---------- STUDY MATERIAL ----------

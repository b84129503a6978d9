#![cfg(not(tarpaulin_include))]

use anyhow::{Context, bail};
use clap::{Parser, Subcommand};
use std::path::PathBuf;
use std::sync::Arc;

use tracker::backup::{self, Workbook};
use tracker::client::{ApiClient, RemoteTier};
use tracker::config::StoreArgs;
use tracker::export::{to_csv, to_xlsx};
use tracker::import::load_table;
use tracker::insights::AnalyticsReport;
use tracker::logging;
use tracker::metrics::format_inr;
use tracker::renewal::{RENEWAL_WINDOW_DAYS, expiring_contracts};
use tracker::schema::RowVariant;
use tracker::storage::LocalTiers;
use tracker::sync::{PersistenceSynchronizer, SyncConfig};

#[derive(Parser, Debug)]
#[command(name = "tracker-cli", version, about = "Work with tracker tables from the command line")]
struct Cli {
    #[command(flatten)]
    store: StoreArgs,

    /// API username, used with --api-url
    #[arg(long, env = "TRACKER_API_USER", global = true)]
    username: Option<String>,

    #[arg(long, env = "TRACKER_API_PASSWORD", hide_env_values = true, global = true)]
    password: Option<String>,

    /// Log at debug level
    #[arg(short, long, global = true)]
    verbose: bool,

    #[command(subcommand)]
    command: Command,
}

#[derive(Subcommand, Debug)]
enum Command {
    /// List contracts and bills expiring soon
    Expiring {
        #[arg(long, default_value_t = RENEWAL_WINDOW_DAYS)]
        window: i64,
    },
    /// Print the analytics report as JSON
    Report {
        #[arg(long)]
        output: Option<PathBuf>,
    },
    /// Write a table to a .csv or .xlsx file
    Export { table: String, file: PathBuf },
    /// Append rows from a .csv or .xlsx file to a table
    Import {
        table: String,
        file: PathBuf,
        /// Replace the table instead of appending
        #[arg(long)]
        replace: bool,
    },
    /// Save all tables to a compressed backup file
    Backup { file: PathBuf },
    /// Load all tables from a backup file
    Restore { file: PathBuf },
}

struct Tables {
    local: LocalTiers,
    remote: Option<Arc<dyn RemoteTier>>,
}

impl Tables {
    fn open(cli: &Cli) -> anyhow::Result<Self> {
        let local = LocalTiers::on_disk(cli.store.tables_dir())
            .with_context(|| format!("cannot open {}", cli.store.tables_dir().display()))?;

        let remote = match &cli.store.api_url {
            Some(url) => {
                let client = ApiClient::new(url.clone());
                if let (Some(user), Some(password)) = (&cli.username, &cli.password) {
                    client.login(user, password).context("API login failed")?;
                }
                Some(Arc::new(client) as Arc<dyn RemoteTier>)
            }
            None => None,
        };

        Ok(Tables { local, remote })
    }

    fn synchronizer(&self, variant: RowVariant) -> PersistenceSynchronizer {
        PersistenceSynchronizer::new(variant, self.remote.clone(), self.local.clone(), SyncConfig::default())
    }

    async fn load(&self, variant: RowVariant) -> anyhow::Result<Vec<tracker::RowRecord>> {
        let outcome = self.synchronizer(variant).load(Vec::new()).await?;
        tracing::debug!(table = %variant, source = ?outcome.source, rows = outcome.rows.len(), "table loaded");
        Ok(tracker::GridStore::from_rows(variant, outcome.rows).into_rows())
    }

    async fn workbook(&self) -> anyhow::Result<Workbook> {
        Ok(Workbook {
            saved_at: Some(chrono::Local::now().naive_local()),
            contractors: self.load(RowVariant::ContractorList).await?,
            bills: self.load(RowVariant::BillTracker).await?,
            epbg: self.load(RowVariant::Epbg).await?,
        })
    }

    async fn save(&self, variant: RowVariant, rows: Vec<tracker::RowRecord>) -> anyhow::Result<()> {
        let rows = tracker::GridStore::from_rows(variant, rows).into_rows();
        let outcome = self.synchronizer(variant).flush(rows).await?;
        if let Some(reason) = &outcome.fallback_reason {
            eprintln!("warning: {} saved locally only ({})", variant, reason);
        }
        println!("✓ {} rows saved to {}", outcome.rows, variant);
        Ok(())
    }
}

fn parse_table(table: &str) -> anyhow::Result<RowVariant> {
    match RowVariant::from_slug(table) {
        Some(variant) => Ok(variant),
        None => bail!("unknown table '{}' (expected contractor-list, bill-tracker or epbg)", table),
    }
}

#[tokio::main]
async fn main() -> anyhow::Result<()> {
    let cli = Cli::parse();
    logging::init(cli.verbose);
    let tables = Tables::open(&cli)?;

    match &cli.command {
        Command::Expiring { window } => {
            let workbook = tables.workbook().await?;
            let today = chrono::Local::now().date_naive();
            let expiring = expiring_contracts(&workbook.contractors, &workbook.bills, today, *window);
            if expiring.is_empty() {
                println!("No contracts expiring within {} days", window);
            }
            for item in expiring {
                println!(
                    "{:<9} {:>4}d  {:<30} {:<14} ₹{}",
                    format!("{:?}", item.urgency).to_uppercase(),
                    item.days_until_expiry,
                    item.contract.contractor_name,
                    item.contract.source.slug(),
                    format_inr(item.contract.value)
                );
            }
        }
        Command::Report { output } => {
            let workbook = tables.workbook().await?;
            let report = AnalyticsReport::build(&workbook, chrono::Local::now().naive_local());
            let json = report.to_json_pretty()?;
            match output {
                Some(path) => {
                    std::fs::write(path, json)?;
                    println!("✓ report written to {}", path.display());
                }
                None => println!("{}", json),
            }
        }
        Command::Export { table, file } => {
            let variant = parse_table(table)?;
            let rows = tables.load(variant).await?;
            let extension = file
                .extension()
                .and_then(|e| e.to_str())
                .map(|e| e.to_lowercase());
            let bytes = match extension.as_deref() {
                Some("csv") => to_csv(variant, &rows).into_bytes(),
                Some("xlsx") => to_xlsx(variant, &rows)?,
                _ => bail!("export file must end in .csv or .xlsx"),
            };
            std::fs::write(file, bytes)?;
            println!("✓ {} rows exported to {}", rows.len(), file.display());
        }
        Command::Import { table, file, replace } => {
            let variant = parse_table(table)?;
            let report = load_table(variant, file)?;
            if report.skipped > 0 {
                eprintln!("warning: skipped {} malformed rows", report.skipped);
            }
            if !report.unmapped_columns.is_empty() {
                eprintln!("warning: ignored columns: {}", report.unmapped_columns.join(", "));
            }
            let mut rows = if *replace { Vec::new() } else { tables.load(variant).await? };
            rows.extend(report.rows);
            tables.save(variant, rows).await?;
        }
        Command::Backup { file } => {
            let workbook = tables.workbook().await?;
            backup::save_workbook(&workbook, file)?;
            println!("✓ {} rows backed up to {}", workbook.row_count(), file.display());
        }
        Command::Restore { file } => {
            let workbook = backup::load_workbook(file)?;
            for variant in RowVariant::ALL {
                tables.save(variant, workbook.table(variant).to_vec()).await?;
            }
        }
    }

    Ok(())
}
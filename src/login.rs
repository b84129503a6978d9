//! Accounts, roles and cookie sessions.
//!
//! The wire types (`Role`, `Theme`, `UserInfo`, `AuthStatus`) are shared by the
//! REST client and the server. The password store and session table need the
//! `web` feature.

#[cfg(feature = "web")]
use argon2::{
    Argon2,
    password_hash::{PasswordHash, PasswordHasher, PasswordVerifier, SaltString, rand_core::OsRng},
};
use serde::{Deserialize, Serialize};
#[cfg(feature = "web")]
use std::collections::HashMap;
#[cfg(feature = "web")]
use std::fs;
#[cfg(feature = "web")]
use std::path::{Path, PathBuf};
#[cfg(feature = "web")]
use std::sync::RwLock;
#[cfg(feature = "web")]
use std::time::{Duration, SystemTime};
use thiserror::Error;
#[cfg(feature = "web")]
use tracing::{info, warn};
#[cfg(feature = "web")]
use uuid::Uuid;

/// Name of the session cookie.
pub const SESSION_COOKIE: &str = "session";

/// Account role. Admin and staff may edit tables; users may only read.
#[derive(Clone, Copy, Serialize, Deserialize, Debug, PartialEq, Eq, Default)]
#[serde(rename_all = "lowercase")]
pub enum Role {
    Admin,
    Staff,
    #[default]
    User,
}

impl Role {
    pub fn can_edit(self) -> bool {
        matches!(self, Role::Admin | Role::Staff)
    }
}

#[derive(Clone, Copy, Serialize, Deserialize, Debug, PartialEq, Eq, Default)]
#[serde(rename_all = "lowercase")]
pub enum Theme {
    #[default]
    Light,
    Dark,
}

/// The public view of an account.
#[derive(Clone, Serialize, Deserialize, Debug, PartialEq)]
pub struct UserInfo {
    pub username: String,
    pub email: String,
    pub role: Role,
    pub theme: Theme,
}

#[derive(Clone, Serialize, Deserialize, Debug, PartialEq)]
pub struct AuthStatus {
    pub authenticated: bool,
    #[serde(default, skip_serializing_if = "Option::is_none")]
    pub user: Option<UserInfo>,
}

/// Login body. `username` may also hold the account's e-mail address.
#[derive(Clone, Serialize, Deserialize, Debug)]
pub struct Credentials {
    pub username: String,
    pub password: String,
}

#[derive(Debug, Error)]
pub enum LoginError {
    #[error("username, email and password cannot be empty")]
    MissingFields,
    #[error("username already exists")]
    UsernameTaken,
    #[error("email address is already registered")]
    EmailTaken,
    #[error("invalid username or password")]
    InvalidCredentials,
    #[error("password hashing failed")]
    Hash,
    #[error("user database error: {0}")]
    Io(#[from] std::io::Error),
    #[error("user database is corrupt: {0}")]
    Corrupt(#[from] serde_json::Error),
}

/// A stored account.
#[cfg(feature = "web")]
#[derive(Clone, Serialize, Deserialize, Debug)]
pub struct User {
    pub username: String,
    pub email: String,
    pub password_hash: String,
    #[serde(default)]
    pub role: Role,
    #[serde(default)]
    pub theme: Theme,
}

#[cfg(feature = "web")]
impl User {
    pub fn info(&self) -> UserInfo {
        UserInfo {
            username: self.username.clone(),
            email: self.email.clone(),
            role: self.role,
            theme: self.theme,
        }
    }
}

/// Accounts kept in a pretty-printed JSON file, keyed by username.
#[cfg(feature = "web")]
#[derive(Debug)]
pub struct UserStore {
    path: PathBuf,
    users: RwLock<HashMap<String, User>>,
}

#[cfg(feature = "web")]
impl UserStore {
    /// Open (or create) the users file at `path`.
    pub fn open(path: impl Into<PathBuf>) -> Result<Self, LoginError> {
        let path = path.into();
        let users = if path.exists() {
            let contents = fs::read_to_string(&path)?;
            if contents.trim().is_empty() {
                HashMap::new()
            } else {
                serde_json::from_str(&contents)?
            }
        } else {
            if let Some(parent) = path.parent() {
                fs::create_dir_all(parent)?;
            }
            fs::write(&path, b"{}")?;
            HashMap::new()
        };
        Ok(UserStore {
            path,
            users: RwLock::new(users),
        })
    }

    pub fn path(&self) -> &Path {
        &self.path
    }

    pub fn len(&self) -> usize {
        self.read().len()
    }

    pub fn is_empty(&self) -> bool {
        self.read().is_empty()
    }

    /// Create an account. The password is hashed with Argon2 before it is stored.
    pub fn register_user(
        &self,
        username: &str,
        email: &str,
        password: &str,
        role: Role,
    ) -> Result<UserInfo, LoginError> {
        if username.trim().is_empty() || email.trim().is_empty() || password.is_empty() {
            return Err(LoginError::MissingFields);
        }

        let mut users = self.write();
        if users.contains_key(username) {
            return Err(LoginError::UsernameTaken);
        }
        if users.values().any(|u| u.email.eq_ignore_ascii_case(email)) {
            return Err(LoginError::EmailTaken);
        }

        let user = User {
            username: username.to_string(),
            email: email.to_string(),
            password_hash: hash_password(password)?,
            role,
            theme: Theme::default(),
        };
        let info = user.info();
        users.insert(username.to_string(), user);
        self.save(&users)?;
        info!(username, ?role, "registered user");
        Ok(info)
    }

    /// Check credentials. `login` matches a username or an e-mail address.
    pub fn verify(&self, login: &str, password: &str) -> Result<UserInfo, LoginError> {
        let users = self.read();
        let user = users
            .get(login)
            .or_else(|| users.values().find(|u| u.email.eq_ignore_ascii_case(login)))
            .ok_or(LoginError::InvalidCredentials)?;

        if verify_password(password, &user.password_hash)? {
            Ok(user.info())
        } else {
            Err(LoginError::InvalidCredentials)
        }
    }

    pub fn get(&self, username: &str) -> Option<UserInfo> {
        self.read().get(username).map(User::info)
    }

    pub fn set_theme(&self, username: &str, theme: Theme) -> Result<UserInfo, LoginError> {
        let mut users = self.write();
        let user = users
            .get_mut(username)
            .ok_or(LoginError::InvalidCredentials)?;
        user.theme = theme;
        let info = user.info();
        self.save(&users)?;
        Ok(info)
    }

    fn save(&self, users: &HashMap<String, User>) -> Result<(), LoginError> {
        let json = serde_json::to_string_pretty(users)?;
        fs::write(&self.path, json)?;
        Ok(())
    }

    fn read(&self) -> std::sync::RwLockReadGuard<'_, HashMap<String, User>> {
        self.users.read().unwrap_or_else(|poisoned| poisoned.into_inner())
    }

    fn write(&self) -> std::sync::RwLockWriteGuard<'_, HashMap<String, User>> {
        self.users.write().unwrap_or_else(|poisoned| poisoned.into_inner())
    }
}

#[cfg(feature = "web")]
fn hash_password(password: &str) -> Result<String, LoginError> {
    let salt = SaltString::generate(&mut OsRng);
    Argon2::default()
        .hash_password(password.as_bytes(), &salt)
        .map(|hash| hash.to_string())
        .map_err(|_| LoginError::Hash)
}

#[cfg(feature = "web")]
fn verify_password(password: &str, hash: &str) -> Result<bool, LoginError> {
    let parsed = PasswordHash::new(hash).map_err(|_| LoginError::Hash)?;
    Ok(Argon2::default()
        .verify_password(password.as_bytes(), &parsed)
        .is_ok())
}

#[cfg(feature = "web")]
#[derive(Debug, Clone)]
pub struct Session {
    pub username: String,
    pub expires_at: SystemTime,
}

/// Live sessions keyed by a random uuid, held by the server state.
#[cfg(feature = "web")]
#[derive(Debug)]
pub struct SessionStore {
    lifetime: Duration,
    sessions: RwLock<HashMap<String, Session>>,
}

#[cfg(feature = "web")]
impl SessionStore {
    pub fn new(lifetime: Duration) -> Self {
        SessionStore {
            lifetime,
            sessions: RwLock::new(HashMap::new()),
        }
    }

    pub fn create(&self, username: &str) -> String {
        let id = Uuid::new_v4().to_string();
        let session = Session {
            username: username.to_string(),
            expires_at: SystemTime::now() + self.lifetime,
        };
        self.sessions
            .write()
            .unwrap_or_else(|poisoned| poisoned.into_inner())
            .insert(id.clone(), session);
        id
    }

    /// The username behind a live session. Expired sessions are dropped.
    pub fn validate(&self, id: &str) -> Option<String> {
        let mut sessions = self
            .sessions
            .write()
            .unwrap_or_else(|poisoned| poisoned.into_inner());
        match sessions.get(id) {
            Some(session) if session.expires_at > SystemTime::now() => Some(session.username.clone()),
            Some(_) => {
                warn!("session expired");
                sessions.remove(id);
                None
            }
            None => None,
        }
    }

    pub fn destroy(&self, id: &str) {
        self.sessions
            .write()
            .unwrap_or_else(|poisoned| poisoned.into_inner())
            .remove(id);
    }
}
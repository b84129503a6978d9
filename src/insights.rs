//! Rule-based analytics over the three tables.
//!
//! Every figure is computed from the rows passed in and the reference date;
//! nothing is sampled or forecast.

use chrono::{NaiveDate, NaiveDateTime};
use serde::{Deserialize, Serialize};
use std::collections::BTreeMap;

use crate::backup::Workbook;
use crate::metrics::{ExpiryBucket, RiskLevel, days_until, format_inr, risk_score};
use crate::record::RowRecord;
use crate::schema::fold_name;

const LOW_COVERAGE_PERCENT: f64 = 50.0;
const HIGH_VALUE_CONTRACT: f64 = 1_000_000.0;
const HIGH_BILL_TOTAL: f64 = 5_000_000.0;
const MANY_BILLS: usize = 20;
const EXPIRING_SOON_DAYS: i64 = 30;

/// Sum of EPBG amounts per contractor, keyed by the folded contractor name.
fn guarantees_by_contractor(epbg: &[RowRecord]) -> BTreeMap<String, f64> {
    let mut totals = BTreeMap::new();
    for row in epbg {
        let name = fold_name(row.get("contractor"));
        if name.is_empty() {
            continue;
        }
        *totals.entry(name).or_insert(0.0) += row.amount("bgAmount").unwrap_or(0.0);
    }
    totals
}

/// EPBG coverage of one contract, in percent. Zero without a value or a guarantee.
pub fn coverage(contractor: &str, contract_value: f64, epbg: &[RowRecord]) -> f64 {
    if contract_value <= 0.0 {
        return 0.0;
    }
    let guaranteed = guarantees_by_contractor(epbg)
        .get(&fold_name(contractor))
        .copied()
        .unwrap_or(0.0);
    guaranteed / contract_value * 100.0
}

#[derive(Clone, Serialize, Deserialize, Debug, PartialEq)]
pub struct ContractorRisk {
    pub contractor: String,
    pub efile: String,
    pub value: f64,
    pub days_left: Option<i64>,
    pub coverage: f64,
    pub score: u8,
    pub level: RiskLevel,
}

/// Risk of every named contractor, riskiest first.
pub fn risk_profile(contractors: &[RowRecord], epbg: &[RowRecord], today: NaiveDate) -> Vec<ContractorRisk> {
    let guarantees = guarantees_by_contractor(epbg);
    let mut profile: Vec<ContractorRisk> = contractors
        .iter()
        .filter(|row| !row.get("contractor").trim().is_empty())
        .map(|row| {
            let name = row.get("contractor").trim().to_string();
            let value = row.amount("value").unwrap_or(0.0);
            let days_left = row.date("endDate").map(|end| days_until(end, today));
            let guaranteed = guarantees.get(&fold_name(&name)).copied().unwrap_or(0.0);
            let coverage = if value > 0.0 { guaranteed / value * 100.0 } else { 0.0 };
            let score = risk_score(value, days_left, coverage);
            ContractorRisk {
                contractor: name,
                efile: row.get("efile").to_string(),
                value,
                days_left,
                coverage,
                score,
                level: RiskLevel::from_score(score),
            }
        })
        .collect();
    profile.sort_by(|a, b| b.score.cmp(&a.score).then_with(|| a.contractor.cmp(&b.contractor)));
    profile
}

#[derive(Clone, Serialize, Deserialize, Debug, PartialEq, Default)]
pub struct Summary {
    pub total_contractors: usize,
    pub total_contract_value: f64,
    pub average_contract_value: f64,
    pub active_contracts: usize,
    pub expired_contracts: usize,
    pub expiring_within_30_days: usize,
    pub incomplete_contracts: usize,
    pub total_bills: usize,
    pub total_bill_value: f64,
    pub total_paid: f64,
    pub total_guarantees: usize,
    pub total_guarantee_amount: f64,
    /// Share of contractors with any guarantee at all, in percent.
    pub coverage_rate: f64,
    pub low_coverage_contractors: usize,
    pub high_value_contractors: usize,
}

pub fn summarize(workbook: &Workbook, today: NaiveDate) -> Summary {
    let contractors = &workbook.contractors;
    let profile = risk_profile(contractors, &workbook.epbg, today);

    let total_contract_value: f64 = contractors.iter().filter_map(|r| r.amount("value")).sum();
    let days: Vec<Option<i64>> = contractors
        .iter()
        .map(|r| r.date("endDate").map(|end| days_until(end, today)))
        .collect();

    let covered = profile.iter().filter(|p| p.coverage > 0.0).count();

    Summary {
        total_contractors: contractors.len(),
        total_contract_value,
        average_contract_value: if contractors.is_empty() {
            0.0
        } else {
            total_contract_value / contractors.len() as f64
        },
        active_contracts: days.iter().filter(|d| d.is_none_or(|d| d > 0)).count(),
        expired_contracts: days.iter().filter(|d| d.is_some_and(|d| d <= 0)).count(),
        expiring_within_30_days: days
            .iter()
            .filter(|d| d.is_some_and(|d| d > 0 && d < EXPIRING_SOON_DAYS))
            .count(),
        incomplete_contracts: contractors
            .iter()
            .filter(|r| r.get("value").trim().is_empty() || r.get("endDate").trim().is_empty())
            .count(),
        total_bills: workbook.bills.len(),
        total_bill_value: workbook.bills.iter().filter_map(|r| r.amount("approvedAmount")).sum(),
        total_paid: workbook.bills.iter().filter_map(|r| r.amount("paidAmount")).sum(),
        total_guarantees: workbook.epbg.len(),
        total_guarantee_amount: workbook.epbg.iter().filter_map(|r| r.amount("bgAmount")).sum(),
        coverage_rate: if profile.is_empty() {
            0.0
        } else {
            covered as f64 / profile.len() as f64 * 100.0
        },
        low_coverage_contractors: profile
            .iter()
            .filter(|p| p.coverage < LOW_COVERAGE_PERCENT)
            .count(),
        high_value_contractors: contractors
            .iter()
            .filter(|r| r.amount("value").is_some_and(|v| v > HIGH_VALUE_CONTRACT))
            .count(),
    }
}

#[derive(Clone, Copy, Serialize, Deserialize, Debug, PartialEq, Eq)]
#[serde(rename_all = "lowercase")]
pub enum Severity {
    Info,
    Warning,
    Alert,
}

#[derive(Clone, Serialize, Deserialize, Debug, PartialEq)]
pub struct Insight {
    pub severity: Severity,
    pub text: String,
}

pub fn insights(summary: &Summary) -> Vec<Insight> {
    let mut out = Vec::new();
    let info = |text: String| Insight {
        severity: Severity::Info,
        text,
    };

    if summary.total_contractors > 0 {
        out.push(info(format!(
            "{} contractors with total value of ₹{}. Average contract value is ₹{}.",
            summary.total_contractors,
            format_inr(summary.total_contract_value),
            format_inr(summary.average_contract_value)
        )));
        if summary.expiring_within_30_days > 0 {
            out.push(Insight {
                severity: Severity::Warning,
                text: format!(
                    "{} contracts expiring within 30 days require immediate attention.",
                    summary.expiring_within_30_days
                ),
            });
        }
    }

    if summary.total_bills > 0 && summary.total_bill_value > 0.0 {
        out.push(info(format!(
            "{} bills processed with total value ₹{}. Average bill value is ₹{}.",
            summary.total_bills,
            format_inr(summary.total_bill_value),
            format_inr(summary.total_bill_value / summary.total_bills as f64)
        )));
    }

    if summary.total_contractors > 0 && summary.total_guarantees > 0 {
        out.push(info(format!(
            "EPBG coverage is {:.1}% across {} contractors.",
            summary.coverage_rate, summary.total_contractors
        )));
        if summary.low_coverage_contractors > 0 {
            out.push(Insight {
                severity: Severity::Alert,
                text: format!(
                    "{} contractors have low EPBG coverage (<50%), increasing financial risk exposure.",
                    summary.low_coverage_contractors
                ),
            });
        }
    }

    if summary.total_contractors > 0 {
        out.push(info(format!(
            "{:.1}% of contractors ({}/{}) are currently active.",
            summary.active_contracts as f64 / summary.total_contractors as f64 * 100.0,
            summary.active_contracts,
            summary.total_contractors
        )));
    }

    out
}

#[derive(Clone, Copy, Serialize, Deserialize, Debug, PartialEq, Eq, PartialOrd, Ord)]
#[serde(rename_all = "lowercase")]
pub enum Priority {
    High,
    Medium,
    Low,
}

#[derive(Clone, Serialize, Deserialize, Debug, PartialEq)]
pub struct Recommendation {
    pub priority: Priority,
    pub text: String,
}

pub fn recommendations(summary: &Summary) -> Vec<Recommendation> {
    let mut out = Vec::new();
    let mut push = |priority, text: String| out.push(Recommendation { priority, text });

    if summary.expiring_within_30_days > 0 {
        push(
            Priority::High,
            format!(
                "Renew {} expiring contracts within 30 days to avoid service disruption.",
                summary.expiring_within_30_days
            ),
        );
    }
    if summary.total_guarantees > 0 && summary.low_coverage_contractors > 0 {
        push(
            Priority::High,
            format!(
                "Increase EPBG coverage for {} contractors to reduce financial risk exposure.",
                summary.low_coverage_contractors
            ),
        );
    }
    if summary.total_bills > MANY_BILLS {
        push(
            Priority::Medium,
            format!(
                "Consider automating bill processing for {} bills to improve efficiency.",
                summary.total_bills
            ),
        );
    }
    if summary.high_value_contractors > 0 {
        push(
            Priority::Medium,
            format!(
                "{} high-value contractors (>₹10L) require regular performance reviews.",
                summary.high_value_contractors
            ),
        );
    }
    if summary.expired_contracts as f64 > summary.total_contractors as f64 * 0.2 {
        push(
            Priority::Medium,
            format!(
                "{} inactive contractors found. Consider contract renewal or termination review.",
                summary.expired_contracts
            ),
        );
    }
    if summary.total_bill_value > HIGH_BILL_TOTAL {
        push(
            Priority::Low,
            "Bill value exceeds ₹50L. Consider quarterly budget planning and cash flow review.".to_string(),
        );
    }
    if summary.incomplete_contracts > 0 {
        push(
            Priority::Low,
            format!(
                "{} contractors have incomplete data. Update contract values and end dates.",
                summary.incomplete_contracts
            ),
        );
    }

    out
}

#[derive(Clone, Serialize, Deserialize, Debug, PartialEq)]
pub struct BucketCount {
    pub bucket: ExpiryBucket,
    pub label: String,
    pub count: usize,
}

/// How many dated contracts fall in each expiry bucket, all buckets listed.
pub fn expiry_distribution(contractors: &[RowRecord], today: NaiveDate) -> Vec<BucketCount> {
    let mut counts: BTreeMap<ExpiryBucket, usize> = BTreeMap::new();
    for row in contractors {
        if let Some(end) = row.date("endDate") {
            *counts.entry(ExpiryBucket::from_days(days_until(end, today))).or_default() += 1;
        }
    }
    ExpiryBucket::ALL
        .iter()
        .map(|bucket| BucketCount {
            bucket: *bucket,
            label: bucket.label().to_string(),
            count: counts.get(bucket).copied().unwrap_or(0),
        })
        .collect()
}

/// Everything the analytics page shows, as one serializable document.
#[derive(Clone, Serialize, Deserialize, Debug, PartialEq)]
pub struct AnalyticsReport {
    pub generated_at: NaiveDateTime,
    pub summary: Summary,
    pub insights: Vec<Insight>,
    pub recommendations: Vec<Recommendation>,
    pub risk_profile: Vec<ContractorRisk>,
    pub expiry_distribution: Vec<BucketCount>,
}

impl AnalyticsReport {
    pub fn build(workbook: &Workbook, now: NaiveDateTime) -> Self {
        let today = now.date();
        let summary = summarize(workbook, today);
        AnalyticsReport {
            generated_at: now,
            insights: insights(&summary),
            recommendations: recommendations(&summary),
            risk_profile: risk_profile(&workbook.contractors, &workbook.epbg, today),
            expiry_distribution: expiry_distribution(&workbook.contractors, today),
            summary,
        }
    }

    pub fn to_json_pretty(&self) -> Result<String, serde_json::Error> {
        serde_json::to_string_pretty(self)
    }
}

----------

Your reply should consist solely of the number of lines above that contain the word "exists".

2